Friday (May 29) at 7 p.m. CST on the New York City Ballet’s YouTube channel, Facebook page and homepage: 21st Century Choreographers. When the NYCB couldn’t present its spring season at Lincoln Center, it created a digital spring season of full ballets from its archives and other online programming. Introduced by resident choreographer Justin Peck, Friday’s program is a collection of seven performances, most world premieres, of works by Peck, Pam Tanowitz, Alexei Ratmansky, Gianna Reisen, Kyle Abraham, and Mauro Gibonzetti filmed from 2017-2020.

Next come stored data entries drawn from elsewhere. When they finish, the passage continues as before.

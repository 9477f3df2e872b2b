//! Integration tests for WorkflowServer wiring and workflow execution.

mod common;

use std::sync::Arc;

use common::{Failing, Primed, Recorder, test_factory, tick_log};
use tickflow_config::EngineDocument;
use tickflow_engine::{
    EXIT_EVENT, EventKind, EventSpec, INIT_EVENT, InertTask, TaskFactory, TaskSpec,
    TemplateFactory, Workflow, WorkflowServer, WorkflowSpec, downcast_task,
};

fn server_with_factory() -> WorkflowServer {
    let server = WorkflowServer::new("Test");
    server.register_factory(Arc::new(test_factory()));
    server
}

#[test]
fn test_tasks_tick_in_order_after_a_failure() {
    let workflow = Workflow::standalone("Flow");
    workflow.push_task(Recorder::boxed(&TaskSpec::new("A", "Record")));
    workflow.push_task(Failing::boxed(&TaskSpec::new("B", "Fail")));
    workflow.push_task(Recorder::boxed(&TaskSpec::new("C", "Record")));
    workflow.init();

    workflow.tick();
    workflow.tick();

    assert_eq!(tick_log(&workflow), ["A", "B", "C", "A", "B", "C"]);
    let status = workflow.task_status();
    assert!(status[0].is_ok);
    assert!(!status[1].is_ok);
    assert_eq!(status[1].last_error, "always fails");
    assert!(status[2].is_ok);
}

#[test]
fn test_first_registered_factory_wins() {
    let server = server_with_factory();
    let shadow = TemplateFactory::new("Shadow", "").with_template(TaskSpec::new("", "Record"), Failing::boxed);
    server.register_factory(Arc::new(shadow));

    let task = server.create_task(&TaskSpec::new("A", "record")).unwrap();
    assert!(downcast_task::<Recorder>(task.as_ref()).is_some());

    assert!(server.create_task(&TaskSpec::new("A", "Unknown")).is_none());
    assert_eq!(server.templates().len(), 7);
}

#[test]
fn test_unknown_template_becomes_inert_task() {
    let server = server_with_factory();
    let workflow = server
        .add_workflow(&WorkflowSpec::new("Flow").with_task(TaskSpec::new("A", "Unknown")))
        .unwrap();
    let task = workflow.task("A").unwrap();
    assert!(downcast_task::<InertTask>(&*task).is_some());
}

#[test]
fn test_late_factory_resolves_inert_tasks() {
    let server = WorkflowServer::new("Test");
    let workflow = server
        .add_workflow(&WorkflowSpec::new("Flow").with_task(TaskSpec::new("A", "Record")))
        .unwrap();
    assert!(downcast_task::<InertTask>(&*workflow.task("A").unwrap()).is_some());

    server.register_factory(Arc::new(test_factory()));
    assert!(downcast_task::<Recorder>(&*workflow.task("A").unwrap()).is_some());
}

#[test]
fn test_factory_registered_after_init_initializes_its_tasks() {
    let mut server = WorkflowServer::new("Test");
    let workflow = server
        .add_workflow(
            &WorkflowSpec::new("Flow")
                .with_start_event("Nowhere")
                .with_task(TaskSpec::new("A", "Prime")),
        )
        .unwrap();
    server.init();

    server.register_factory(Arc::new(test_factory()));
    {
        let task = workflow.task("A").unwrap();
        assert!(downcast_task::<Primed>(&*task).is_some());
        assert!(task.workflow().is_some());
    }

    workflow.tick();
    server.exit();
    assert_eq!(tick_log(&workflow), ["A"]);
    assert!(workflow.task_status()[0].is_ok);
}

#[test]
fn test_factory_registered_before_init_leaves_tasks_detached() {
    let server = WorkflowServer::new("Test");
    let workflow = server
        .add_workflow(&WorkflowSpec::new("Flow").with_task(TaskSpec::new("A", "Prime")))
        .unwrap();
    server.register_factory(Arc::new(test_factory()));
    assert!(workflow.task("A").unwrap().workflow().is_none());
}

#[test]
fn test_forwarding_cycle_fails_instead_of_hanging() {
    let server = server_with_factory();
    let first = server
        .add_workflow(
            &WorkflowSpec::new("First")
                .with_task(TaskSpec::new("ToSecond", "Relay").with_description("Second")),
        )
        .unwrap();
    let second = server
        .add_workflow(
            &WorkflowSpec::new("Second")
                .with_task(TaskSpec::new("ToFirst", "Relay").with_description("First")),
        )
        .unwrap();
    first.init();
    second.init();

    let (done, finished) = std::sync::mpsc::channel();
    let ticking = first.clone();
    std::thread::spawn(move || {
        ticking.tick();
        let _ = done.send(());
    });
    finished
        .recv_timeout(std::time::Duration::from_secs(5))
        .expect("forwarding cycle hung the ticking thread");

    assert!(first.task_status()[0].is_ok);
    let status = second.task_status();
    assert!(!status[0].is_ok);
    assert!(status[0].last_error.contains("already ticking"));
}

#[test]
fn test_cross_workflow_handoff() {
    let server = server_with_factory();
    let sender = server
        .add_workflow(
            &WorkflowSpec::new("Sender").with_task(
                TaskSpec::new("Send", "Forward")
                    .with_description("Receiver")
                    .with_arguments("P"),
            ),
        )
        .unwrap();
    let receiver = server.add_workflow(&WorkflowSpec::new("Receiver")).unwrap();

    sender.init();
    sender.tick();
    assert_eq!(receiver.data::<String>().as_deref().map(String::as_str), Some("P"));

    receiver.clear_data();
    assert!(receiver.data::<String>().is_none());
}

#[test]
fn test_missing_sibling_fails_the_task() {
    let server = server_with_factory();
    let sender = server
        .add_workflow(
            &WorkflowSpec::new("Sender")
                .with_task(TaskSpec::new("Send", "Forward").with_description("Nowhere")),
        )
        .unwrap();
    sender.init();
    sender.tick();
    let status = sender.task_status();
    assert!(!status[0].is_ok);
    assert!(status[0].last_error.contains("Nowhere"));
}

#[test]
fn test_init_and_exit_events_drive_their_workflows() {
    let mut server = server_with_factory();
    let starter = server
        .add_workflow(
            &WorkflowSpec::new("Starter")
                .with_start_event(INIT_EVENT)
                .with_task(TaskSpec::new("Start", "Record")),
        )
        .unwrap();
    let stopper = server
        .add_workflow(
            &WorkflowSpec::new("Stopper")
                .with_start_event(EXIT_EVENT)
                .with_task(TaskSpec::new("Stop", "Record")),
        )
        .unwrap();

    server.init();
    assert_eq!(tick_log(&starter), ["Start"]);
    assert!(tick_log(&stopper).is_empty());

    // Engine ticks never fire lifecycle events.
    server.tick();
    assert_eq!(tick_log(&starter), ["Start"]);

    server.exit();
    assert_eq!(tick_log(&stopper), ["Stop"]);
    assert_eq!(tick_log(&starter), ["Start"]);
}

#[test]
fn test_parameter_event_ticks_with_the_server() {
    let mut server = server_with_factory();
    server
        .events_mut()
        .add_event(tickflow_engine::Event::from_spec(&EventSpec::new("Signal", EventKind::Parameter)));
    // The watched parameter does not exist; the event ticks regardless.
    server
        .events_mut()
        .event_mut("Signal")
        .unwrap()
        .set_parameter("Missing");
    let workflow = server
        .add_workflow(
            &WorkflowSpec::new("Flow")
                .with_start_event("signal")
                .with_task(TaskSpec::new("A", "Record")),
        )
        .unwrap();

    server.init();
    server.tick();
    server.tick();
    server.exit();
    assert_eq!(tick_log(&workflow), ["A", "A"]);
}

#[test]
fn test_unknown_start_event_leaves_workflow_undriven() {
    let mut server = server_with_factory();
    let workflow = server
        .add_workflow(
            &WorkflowSpec::new("Flow")
                .with_start_event("Nonexistent")
                .with_task(TaskSpec::new("A", "Record")),
        )
        .unwrap();

    server.init();
    server.tick();
    assert!(server.events().events().iter().all(|e| e.workflow_names().is_empty()));
    server.exit();
    assert!(tick_log(&workflow).is_empty());
}

#[test]
fn test_exit_severs_attachments() {
    let mut server = server_with_factory();
    server
        .add_workflow(&WorkflowSpec::new("Flow").with_start_event(INIT_EVENT))
        .unwrap();

    server.init();
    assert_eq!(server.events().event(INIT_EVENT).unwrap().workflow_names(), ["Flow"]);
    server.exit();
    assert!(server.events().event(INIT_EVENT).unwrap().workflow_names().is_empty());

    // A second run attaches once, not twice.
    server.init();
    assert_eq!(server.events().event(INIT_EVENT).unwrap().workflow_names(), ["Flow"]);
    server.exit();
}

#[test]
fn test_tasks_are_detached_after_exit() {
    let mut server = server_with_factory();
    let workflow = server
        .add_workflow(&WorkflowSpec::new("Flow").with_task(TaskSpec::new("A", "Record")))
        .unwrap();
    server.init();
    assert!(workflow.task("A").unwrap().workflow().is_some());
    server.exit();
    assert!(workflow.task("A").unwrap().workflow().is_none());
}

#[test]
fn test_loaded_document_always_has_lifecycle_events() {
    let document = EngineDocument::from_toml(
        r#"
        [engine]
        name = "Minimal"

        [[engine.events]]
        name = "Fast"
        type = "Cyclic"
        period = 50
        "#,
    )
    .unwrap();
    let factories: Vec<Arc<dyn TaskFactory>> = vec![Arc::new(test_factory())];
    let server = WorkflowServer::from_document(&document, factories).unwrap();

    let events = server.events();
    assert_eq!(events.event(INIT_EVENT).unwrap().kind(), EventKind::Init);
    assert_eq!(events.event(EXIT_EVENT).unwrap().kind(), EventKind::Exit);
    assert_eq!(events.event("fast").unwrap().period(), 50);
    assert_eq!(events.events().len(), 5);
}

#[test]
fn test_document_round_trip_through_server() {
    let mut server = server_with_factory();
    server.set_description("Round trip");
    server.application_mut().set("Window/Width", 800);
    server
        .parameters_mut()
        .create_parameter("Car", "Speed")
        .unwrap();
    server
        .events_mut()
        .add_event(tickflow_engine::Event::new("Fast", EventKind::Cyclic).with_period(250));
    server
        .add_workflow(
            &WorkflowSpec::new("Flow")
                .with_start_event("Fast")
                .with_task(TaskSpec::new("A", "Record").with_arguments("--x=1"))
                .with_task(TaskSpec::new("B", "Unknown")),
        )
        .unwrap();

    let document = server.to_document();
    let dir = tempfile::tempdir().unwrap();
    let path = dir.path().join("engine.toml");
    server.save(&path).unwrap();

    let mut loaded = server_with_factory();
    loaded.load(&path).unwrap();
    assert_eq!(loaded.to_document(), document);

    let flow = loaded.workflow("flow").unwrap();
    assert!(downcast_task::<Recorder>(&*flow.task("A").unwrap()).is_some());
    assert_eq!(loaded.parameters().parameters().len(), 1);
}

Saturday (May 30) at 8 p.m. on the SPCO’s website: A Musical Three-Course Meal, hosted by Matthew Wilson. Dipping into the SPCO’s extensive digital library, Wilson curated and will host “a nourishing evening of music that’s good for the ears and the soul.” Includes selections by C.P.E. Bach, Brahms and Rossini, special introductions to each piece and at-home performances by other members of the orchestra.

Comments (1)

  1. Submitted by Hiram Foster on 05/28/2020 - 09:30 am.

    I don’t know what will happen to movie theaters but the outlook right now scares me.